Calcium mobilization in permeabilized fibroblasts: Effects of inositol trisphosphate, orthovanadate, mitogens, phorbol ester, and guanosine triphosphate

Abstract

Utilizing a digitonin‐permeabilized cell system, we have studied the release of calcium from a non‐mitochondrial intracellular compartment in cultured human fibroblasts (HSWP cells). Addition of 1 mM MgATP to a monolayer of permeabilized cells in a cytosolic media buffered to 150 nM Ca with EGTA rapidly stimulates ⁴⁵Ca uptake, and the subsequent addition of the putative intracellular messenger inositol trisphosphate (InsP₃) induces rapid release of 85% (±6% n = 6) of the ⁴⁵Ca taken up in response to ATP. Mitogenic peptides (bradykinin, vasopressin, epidermal growth factor [EGF], and insulin) and orthovanadate, which are effective in mobilizing intracellular Ca in intact cells, have little or no effect when added alone to permeabilized cells.

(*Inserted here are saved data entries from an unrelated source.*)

//! Cart types.
//!
//! The cart itself is owned by the authoritative store and mutated only
//! through the gateway operations; these are the value types it stores and
//! returns.

use serde::{Deserialize, Serialize};

use crate::types::{Price, Product, ProductId};

/// A stored cart line: product reference plus desired quantity.
///
/// A product appears at most once per cart; adding an already-present product
/// merges quantities instead of appending a duplicate entry.
#[derive(Debug, Clone, PartialEq, Eq, Serialize, Deserialize)]
pub struct CartEntry {
    pub product_id: ProductId,
    /// Always positive; bounded by live stock at every mutation.
    pub quantity: u32,
}

/// A cart entry joined with the live product it references.
///
/// Returned by the cart `Get` operation for display of current price and
/// stock. This is *not* the snapshot stored on past orders: the embedded
/// product reflects the catalog as it is right now.
#[derive(Debug, Clone, PartialEq, Serialize, Deserialize)]
pub struct CartItem {
    pub product: Product,
    pub quantity: u32,
}

impl CartItem {
    /// Line subtotal at the product's current price.
    ///
    /// Returns `None` if the multiplication overflows.
    #[must_use]
    pub fn subtotal(&self) -> Option<Price> {
        self.product.price.checked_mul(self.quantity)
    }
}
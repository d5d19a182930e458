//! Administrator route handlers.
//!
//! Authorization lives in the gateway: these handlers pass the caller
//! through and let the store reject non-administrators, so the rule is
//! enforced in exactly one place.

use std::str::FromStr;

use axum::{
    Json,
    extract::{Path, Query, State},
    http::StatusCode,
};
use serde::{Deserialize, Serialize};
use tracing::instrument;

use tamarind_core::{
    ImageRef, OrderId, OrderStatus, Price, ProductCategory, ProductDraft, ProductId, UserId,
    UserRole,
};

use crate::error::{ApiError, Result};
use crate::middleware::Identity;
use crate::routes::orders::OrderSummaryView;
use crate::routes::products::ProductView;
use crate::state::AppState;

/// Product create/update request body.
#[derive(Debug, Deserialize)]
pub struct ProductPayload {
    pub name: String,
    pub description: String,
    /// Unit price in minor currency units.
    pub price: u64,
    pub category: ProductCategory,
    pub stock: u32,
    /// Opaque blob handle from the image store.
    pub image: String,
    pub contact_phone: String,
}

impl From<ProductPayload> for ProductDraft {
    fn from(payload: ProductPayload) -> Self {
        Self {
            name: payload.name,
            description: payload.description,
            price: Price::from_minor_units(payload.price),
            category: payload.category,
            stock: payload.stock,
            image: ImageRef::new(payload.image),
            contact_phone: payload.contact_phone,
        }
    }
}

/// Create-product response body.
#[derive(Debug, Serialize)]
pub struct CreatedProduct {
    pub id: String,
}

/// Low-stock listing query parameters.
#[derive(Debug, Deserialize)]
pub struct LowStockQuery {
    /// Inclusive stock threshold (default 5).
    pub threshold: Option<u32>,
}

/// Admin order listing query parameters.
#[derive(Debug, Deserialize)]
pub struct OrdersQuery {
    pub status: Option<String>,
}

/// Status update request body.
#[derive(Debug, Deserialize)]
pub struct SetStatusRequest {
    pub status: OrderStatus,
}

/// Role assignment request body.
#[derive(Debug, Deserialize)]
pub struct AssignRoleRequest {
    pub role: UserRole,
}

/// Create a product.
#[instrument(skip(state, caller, payload))]
pub async fn create_product(
    State(state): State<AppState>,
    Identity(caller): Identity,
    Json(payload): Json<ProductPayload>,
) -> Result<(StatusCode, Json<CreatedProduct>)> {
    let id = state
        .gateway()
        .create_product(&caller, payload.into())
        .await?;
    state.invalidate_catalog();
    Ok((
        StatusCode::CREATED,
        Json(CreatedProduct {
            id: id.into_string(),
        }),
    ))
}

/// Replace a product's fields.
#[instrument(skip(state, caller, payload))]
pub async fn update_product(
    State(state): State<AppState>,
    Identity(caller): Identity,
    Path(id): Path<String>,
    Json(payload): Json<ProductPayload>,
) -> Result<StatusCode> {
    state
        .gateway()
        .update_product(&caller, &ProductId::new(id), payload.into())
        .await?;
    state.invalidate_catalog();
    Ok(StatusCode::NO_CONTENT)
}

/// Delete a product.
#[instrument(skip(state, caller))]
pub async fn delete_product(
    State(state): State<AppState>,
    Identity(caller): Identity,
    Path(id): Path<String>,
) -> Result<StatusCode> {
    state
        .gateway()
        .delete_product(&caller, &ProductId::new(id))
        .await?;
    state.invalidate_catalog();
    Ok(StatusCode::NO_CONTENT)
}

/// Products at or below the stock threshold.
#[instrument(skip(state, caller))]
pub async fn list_low_stock(
    State(state): State<AppState>,
    Identity(caller): Identity,
    Query(query): Query<LowStockQuery>,
) -> Result<Json<Vec<ProductView>>> {
    let products = state
        .gateway()
        .list_low_stock_products(&caller, query.threshold.unwrap_or(5))
        .await?;
    Ok(Json(products.iter().map(ProductView::from).collect()))
}

/// All orders, optionally filtered by status, most recent first.
#[instrument(skip(state, caller))]
pub async fn list_orders(
    State(state): State<AppState>,
    Identity(caller): Identity,
    Query(query): Query<OrdersQuery>,
) -> Result<Json<Vec<OrderSummaryView>>> {
    let orders = match query.status.as_deref() {
        Some(raw) => {
            let status = OrderStatus::from_str(raw).map_err(ApiError::BadRequest)?;
            state.gateway().list_orders_by_status(&caller, status).await?
        }
        None => state.gateway().list_all_orders(&caller).await?,
    };
    Ok(Json(orders.iter().map(OrderSummaryView::from).collect()))
}

/// Overwrite an order's fulfillment status.
#[instrument(skip(state, caller, request))]
pub async fn set_order_status(
    State(state): State<AppState>,
    Identity(caller): Identity,
    Path(id): Path<String>,
    Json(request): Json<SetStatusRequest>,
) -> Result<StatusCode> {
    state
        .gateway()
        .update_order_status(&caller, &OrderId::new(id), request.status)
        .await?;
    Ok(StatusCode::NO_CONTENT)
}

/// Assign a role to a user.
#[instrument(skip(state, caller, request))]
pub async fn assign_role(
    State(state): State<AppState>,
    Identity(caller): Identity,
    Path(id): Path<String>,
    Json(request): Json<AssignRoleRequest>,
) -> Result<StatusCode> {
    state
        .gateway()
        .assign_role(&caller, &UserId::new(id), request.role)
        .await?;
    Ok(StatusCode::NO_CONTENT)
}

However, in the presence of GTP these agents stimulate accumulation of inositol phosphates and release Ca from the InsP₃‐sensitive pool. These data suggest that a GTP binding protein is involved in receptor mediated activation of phospholipase C, which leads to release of inositol phosphates. The GTP‐dependent release of InsP₃ and the mobilization of ⁴⁵Ca from the intracellular compartment are inhibited by pretreatment of cells, prior to permeabilization, with the protrein kinase C activator 12‐O‐tetradecanoyl‐phorbol‐13‐acetate (TPA). TPA pretreatment does not affect the InsP₃ stimulated Ca release. These results suggest that protein kinase C is involved in down‐regulation or inhibition of phospholipase C, or the GTP binding protein responsible for relaying the mitogenic signal from the cell surface receptor to the phospholipase C activity.